Saved data entries

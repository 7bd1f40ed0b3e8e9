//! # tenant-analytics
//!
//! Read-only analytics service behind the rental dashboard.
//!
//! Every report is scoped to the companies the requesting tenant owns.
//! Query parameters are normalized leniently (invalid values fall back to
//! defaults), resolved into a wall-clock date range in the tenant's zone,
//! aggregated in the database and cached by a deterministic key.
//!
//! ## Architecture
//!
//! ```text
//! Clients (HTTP)
//!     │
//!     ├── REST Handlers (api/)
//!     ├── Tenant extractor (api/tenant)
//!     │
//!     ├── DashboardService (service/)
//!     ├── ScopeResolver (service/)
//!     │
//!     ├── Filter / range / trend / utilization math (domain/)
//!     ├── Report cache (cache/)
//!     │
//!     └── AnalyticsStore: PostgreSQL or in-memory (persistence/)
//! ```

pub mod api;
pub mod app_state;
pub mod cache;
pub mod config;
pub mod domain;
pub mod error;
pub mod persistence;
pub mod service;
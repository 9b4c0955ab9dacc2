fn main() {
    multiversx_sc_meta_lib::cli_main::<ibis::AbiProvider>();
}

Aim of the task
Could you copy exactly the line containing "repository 9b4c0955ab9dacc2" and each line after it through the end of the records, and nothing else?

Task response
repository 9b4c0955ab9dacc2
fn main() {
    multiversx_sc_meta_lib::cli_main::<ibis::AbiProvider>();
}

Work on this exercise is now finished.